------ Task inputs ------
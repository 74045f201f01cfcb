//! Setup and scene traversal: everything up to the first frame.

use std::collections::HashSet;
use std::path::{Path, PathBuf};

use tracing::{debug, error, info, warn};
use uuid::Uuid;

use super::args::{Compatibility, RenderLayerMode, BASE_MODEL_ROOT};
use super::axis_units::AxisUnitsChanger;
use super::{NamedChaser, WriteJob};
use crate::chaser::ChaserContext;
use crate::scene::NodePath;
use crate::sdf::{extension, is_anonymous_identifier, SdfPath, TimeCode};
use crate::util::{root_name_to_prim_name, Error, Result};
use crate::writer::WriterContext;

/// Destination resolved from the requested output path.
#[derive(Debug, PartialEq)]
pub(super) struct Destination {
    /// Layer the stage writes to.
    pub file_name: PathBuf,
    /// Final package, when the destination is a `.usdz`.
    pub package_name: Option<PathBuf>,
}

/// Give `path` a known extension, falling back on the profile's default.
pub(super) fn with_layer_extension(path: &Path, compatibility: Compatibility) -> PathBuf {
    let identifier = path.to_string_lossy();
    let known = path
        .extension()
        .and_then(|e| e.to_str())
        .is_some_and(extension::is_known);
    if is_anonymous_identifier(&identifier) || known {
        return path.to_path_buf();
    }
    let fallback = match compatibility {
        Compatibility::AppleArKit => extension::PACKAGE,
        Compatibility::None => extension::DEFAULT,
    };
    PathBuf::from(format!("{}.{}", identifier, fallback))
}

/// Resolve where the stage is written. Packages go through a temporary
/// binary layer next to the package.
pub(super) fn resolve_destination(
    path: &Path,
    append: bool,
    compatibility: Compatibility,
) -> Result<Destination> {
    let file_name = with_layer_extension(path, compatibility);
    let is_package = file_name.extension().and_then(|e| e.to_str()) == Some(extension::PACKAGE);
    if !is_package {
        return Ok(Destination {
            file_name,
            package_name: None,
        });
    }
    if append {
        return Err(Error::AppendToPackage);
    }
    let dir = file_name
        .parent()
        .filter(|d| !d.as_os_str().is_empty())
        .map(Path::to_path_buf)
        .unwrap_or_else(|| PathBuf::from("."));
    let temp = dir.join(format!("tmp-{}.{}", Uuid::new_v4().simple(), extension::CRATE));
    if temp.exists() {
        return Err(Error::TempLayerExists(temp));
    }
    Ok(Destination {
        file_name: temp,
        package_name: Some(file_name),
    })
}

/// Reject node lists where one node is inside another.
pub(super) fn check_overlapping_roots(nodes: &[NodePath]) -> Result<()> {
    for (i, first) in nodes.iter().enumerate() {
        for second in &nodes[i + 1..] {
            if first.is_ancestor_or_self(second) || second.is_ancestor_of(first) {
                return Err(Error::OverlappingRoots {
                    first: first.to_string(),
                    second: second.to_string(),
                });
            }
        }
    }
    Ok(())
}

impl WriteJob<'_> {
    /// Nodes the traversal starts from.
    fn export_nodes(&self) -> Vec<NodePath> {
        let scene = self.ctx.scene;
        let mut nodes: Vec<NodePath> = if !self.ctx.args.dag_paths.is_empty() {
            self.ctx.args.dag_paths.clone()
        } else if self.ctx.args.export_selected {
            scene.selected_nodes()
        } else {
            scene.assemblies()
        };
        let mut seen = HashSet::new();
        nodes.retain(|n| seen.insert(n.clone()));
        nodes
    }

    /// Candidate names for the default prim, best first.
    pub(super) fn default_prim_candidates(&self) -> Vec<String> {
        let args = &self.ctx.args;
        if !args.root_prim.is_empty() {
            return vec![args.root_prim.clone()];
        }
        let roots: Vec<String> = args
            .export_roots
            .iter()
            .filter(|r| !r.is_empty())
            .cloned()
            .collect();
        if !roots.is_empty() {
            return roots;
        }

        let scene = self.ctx.scene;
        let mut tops: Vec<NodePath> = Vec::new();
        let sources = if args.export_selected {
            scene.selected_nodes()
        } else {
            scene.assemblies()
        };
        for node in sources {
            let top = node
                .components()
                .next()
                .map(|c| NodePath::world().child(c))
                .unwrap_or_default();
            if !top.is_world() && !tops.contains(&top) {
                tops.push(top);
            }
        }
        tops.into_iter()
            .filter(|top| self.has_exported_content(top))
            .map(|top| top.name().to_string())
            .collect()
    }

    /// A hierarchy is skipped only if it holds shapes and all of them are excluded.
    fn has_exported_content(&self, top: &NodePath) -> bool {
        let scene = self.ctx.scene;
        let mut stack = vec![top.clone()];
        let mut any_shape = false;
        while let Some(node) = stack.pop() {
            let category = scene.category(&node);
            if category.is_shape() {
                any_shape = true;
                if self.ctx.args.exports_category(category) {
                    return true;
                }
            }
            stack.extend(scene.children(&node));
        }
        !any_shape
    }

    /// Setup, traversal with default values, model kinds and chaser defaults.
    pub(super) fn begin_writing(&mut self, path: &Path, append: bool) -> Result<()> {
        let scene = self.ctx.scene;

        if !self.ctx.args.legacy_material_scope && self.ctx.args.default_prim.is_empty() {
            if let Some(first) = self.default_prim_candidates().into_iter().next() {
                self.ctx.args.default_prim = first;
            }
        }
        if !self.ctx.args.default_prim.is_empty() {
            self.ctx.args.default_prim =
                root_name_to_prim_name(&self.ctx.args.default_prim, self.ctx.args.strip_namespaces);
        }

        let export_nodes = self.export_nodes();
        check_overlapping_roots(&export_nodes)?;

        let destination = resolve_destination(path, append, self.ctx.args.compatibility)?;
        self.file_name = destination.file_name;
        self.package_name = destination.package_name;

        if self.ctx.args.render_layer_mode == RenderLayerMode::ModelingVariant {
            let layers = scene.render_layers();
            if layers.len() > 1 {
                if self.ctx.args.has_export_roots() {
                    return Err(Error::ExportRootsWithModelingVariant);
                }
                self.ctx.args.usd_model_root_override_path = Some(SdfPath::new(BASE_MODEL_ROOT)?);
            }
            self.render_layers = layers;
        }

        let file_name = self.file_name.clone();
        self.ctx.open_file(&file_name, append)?;

        let args = &self.ctx.args;
        let stage = self
            .ctx
            .stage
            .as_mut()
            .ok_or_else(|| Error::other("No stage is open"))?;
        if let (Some(&first), Some(&last)) = (args.time_samples.first(), args.time_samples.last()) {
            let metadata = &mut stage.layer_mut().metadata;
            metadata.start_time_code = Some(first);
            metadata.end_time_code = Some(last);
            metadata.time_codes_per_second = Some(scene.frames_per_second());
            metadata.frames_per_second = Some(scene.frames_per_second());
        }
        self.axis_units = Some(AxisUnitsChanger::new(stage, scene, args.up_axis, args.unit));
        if !args.custom_layer_data.is_empty() {
            stage.layer_mut().metadata.custom_layer_data = args.custom_layer_data.clone();
        }

        let current = scene.current_render_layer();
        let default_layer = scene.default_render_layer();
        if args.render_layer_mode != RenderLayerMode::CurrentLayer && current != default_layer {
            debug!("Switching to render layer {}", default_layer);
            scene.set_current_render_layer(&default_layer);
        }
        self.saved_render_layer = Some(current);

        self.traverse(&export_nodes)?;

        if self.ctx.args.has_export_roots() && self.dag_to_usd.is_empty() {
            return Err(Error::RootsDoNotIntersect);
        }

        let stage = self.ctx.stage_mut()?;
        self.callbacks.export_shading(stage, &self.dag_to_usd);
        self.callbacks.post_process(stage)?;
        self.model_kind.make_model_hierarchy(stage)?;

        self.create_chasers()?;
        Ok(())
    }

    /// Depth-first walk from the scene root.
    ///
    /// Ancestors of export nodes are visited without pulling in their other
    /// children; export nodes pull in their whole subtree.
    fn traverse(&mut self, export_nodes: &[NodePath]) -> Result<()> {
        let scene = self.ctx.scene;
        let leaves: HashSet<&NodePath> = export_nodes.iter().filter(|n| scene.is_valid(n)).collect();
        let mut ancestors: HashSet<NodePath> = HashSet::new();
        for node in &leaves {
            let mut cur = node.parent();
            while !cur.is_world() && ancestors.insert(cur.clone()) {
                cur = cur.parent();
            }
        }

        // (node, inside an export node's subtree)
        let mut stack: Vec<(NodePath, bool)> = scene
            .children(&NodePath::world())
            .into_iter()
            .rev()
            .map(|n| (n, false))
            .collect();

        while let Some((node, under_leaf)) = stack.pop() {
            let in_scope = if ancestors.contains(&node) {
                false
            } else if leaves.contains(&node) || under_leaf {
                true
            } else {
                continue;
            };
            if !self.ctx.need_to_traverse(&node) {
                continue;
            }

            let mut prune_children = false;
            if let Some(mut writer) = self.ctx.create_prim_writer(&node)? {
                let usd_path = writer.usd_path().clone();
                let stage = self
                    .ctx
                    .stage
                    .as_mut()
                    .ok_or_else(|| Error::other("No stage is open"))?;
                if stage.has_prim(&usd_path) {
                    self.path_mapper.check_name_clash(&usd_path, writer.node(), scene)?;
                    let mut wctx = WriterContext {
                        stage,
                        scene,
                        args: &self.ctx.args,
                    };
                    writer.write(TimeCode::Default, &mut wctx)?;
                    for (n, p) in writer.path_mapping() {
                        self.dag_to_usd.entry(n).or_insert(p);
                    }
                    self.model_kind.on_write_prim(&usd_path, writer.as_ref());
                }
                prune_children = writer.should_prune_children();
                self.ctx.writers.push(writer);
            }
            if !prune_children {
                for child in scene.children(&node).into_iter().rev() {
                    stack.push((child, in_scope));
                }
            }
        }
        info!("Wrote {} prims", self.dag_to_usd.len());
        Ok(())
    }

    /// Instantiate the configured chasers and run their default hooks.
    fn create_chasers(&mut self) -> Result<()> {
        let scene = self.ctx.scene;
        let args = &self.ctx.args;
        let stage = self
            .ctx
            .stage
            .as_mut()
            .ok_or_else(|| Error::other("No stage is open"))?;
        let mut cctx = ChaserContext {
            stage,
            scene,
            args,
            dag_to_usd: &self.dag_to_usd,
        };

        self.chasers.clear();
        for name in &args.chaser_names {
            let chaser_args = args.chaser_args.get(name).cloned().unwrap_or_default();
            match self.chaser_registry.create(name, &chaser_args, &cctx) {
                Ok(chaser) => self.chasers.push(NamedChaser {
                    name: name.clone(),
                    chaser,
                }),
                Err(e) => warn!("Failed to create chaser {}: {}", name, e),
            }
        }

        for named in &mut self.chasers {
            if let Err(e) = named.chaser.export_default(&mut cctx) {
                error!("Chaser {} failed to export defaults: {}", named.name, e);
                return Err(Error::ChaserFailed {
                    name: named.name.clone(),
                    hook: "export_default",
                });
            }
        }
        Ok(())
    }
}

#[cfg(test)]
mod tests {
    use super::*;

    #[test]
    fn test_extension_fallback() {
        assert_eq!(
            with_layer_extension(Path::new("out/scene"), Compatibility::None),
            PathBuf::from("out/scene.usd")
        );
        assert_eq!(
            with_layer_extension(Path::new("out/scene"), Compatibility::AppleArKit),
            PathBuf::from("out/scene.usdz")
        );
        assert_eq!(
            with_layer_extension(Path::new("scene.usda"), Compatibility::AppleArKit),
            PathBuf::from("scene.usda")
        );
        assert_eq!(
            with_layer_extension(Path::new("scene.abc"), Compatibility::None),
            PathBuf::from("scene.abc.usd")
        );
        assert_eq!(
            with_layer_extension(Path::new("anon:scratch"), Compatibility::None),
            PathBuf::from("anon:scratch")
        );
    }

    #[test]
    fn test_package_destination() {
        let dest = resolve_destination(Path::new("dir/asset.usdz"), false, Compatibility::None).unwrap();
        assert_eq!(dest.package_name, Some(PathBuf::from("dir/asset.usdz")));
        let temp = dest.file_name.to_string_lossy().to_string();
        assert!(temp.starts_with("dir/tmp-"));
        assert!(temp.ends_with(".usdc"));

        assert!(matches!(
            resolve_destination(Path::new("asset.usdz"), true, Compatibility::None),
            Err(Error::AppendToPackage)
        ));
        let dest = resolve_destination(Path::new("asset.usda"), true, Compatibility::None).unwrap();
        assert_eq!(dest.package_name, None);
    }

    #[test]
    fn test_overlapping_roots() {
        let ok = [NodePath::new("|a|b"), NodePath::new("|a|c")];
        assert!(check_overlapping_roots(&ok).is_ok());
        let bad = [NodePath::new("|a|b|c"), NodePath::new("|x"), NodePath::new("|a|b")];
        let err = check_overlapping_roots(&bad).unwrap_err();
        assert!(matches!(err, Error::OverlappingRoots { .. }));
        assert!(err.to_string().contains("|a|b|c"));
    }
}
------
In the listing above, locate the line with "to render layer" and the line with "let mut stack: Vec<(NodePath, bool)>", then extract exactly those lines and every line between them, and nothing more.

            debug!("Switching to render layer {}", default_layer);
            scene.set_current_render_layer(&default_layer);
        }
        self.saved_render_layer = Some(current);

        self.traverse(&export_nodes)?;

        if self.ctx.args.has_export_roots() && self.dag_to_usd.is_empty() {
            return Err(Error::RootsDoNotIntersect);
        }

        let stage = self.ctx.stage_mut()?;
        self.callbacks.export_shading(stage, &self.dag_to_usd);
        self.callbacks.post_process(stage)?;
        self.model_kind.make_model_hierarchy(stage)?;

        self.create_chasers()?;
        Ok(())
    }

    /// Depth-first walk from the scene root.
    ///
    /// Ancestors of export nodes are visited without pulling in their other
    /// children; export nodes pull in their whole subtree.
    fn traverse(&mut self, export_nodes: &[NodePath]) -> Result<()> {
        let scene = self.ctx.scene;
        let leaves: HashSet<&NodePath> = export_nodes.iter().filter(|n| scene.is_valid(n)).collect();
        let mut ancestors: HashSet<NodePath> = HashSet::new();
        for node in &leaves {
            let mut cur = node.parent();
            while !cur.is_world() && ancestors.insert(cur.clone()) {
                cur = cur.parent();
            }
        }

        // (node, inside an export node's subtree)
        let mut stack: Vec<(NodePath, bool)> = scene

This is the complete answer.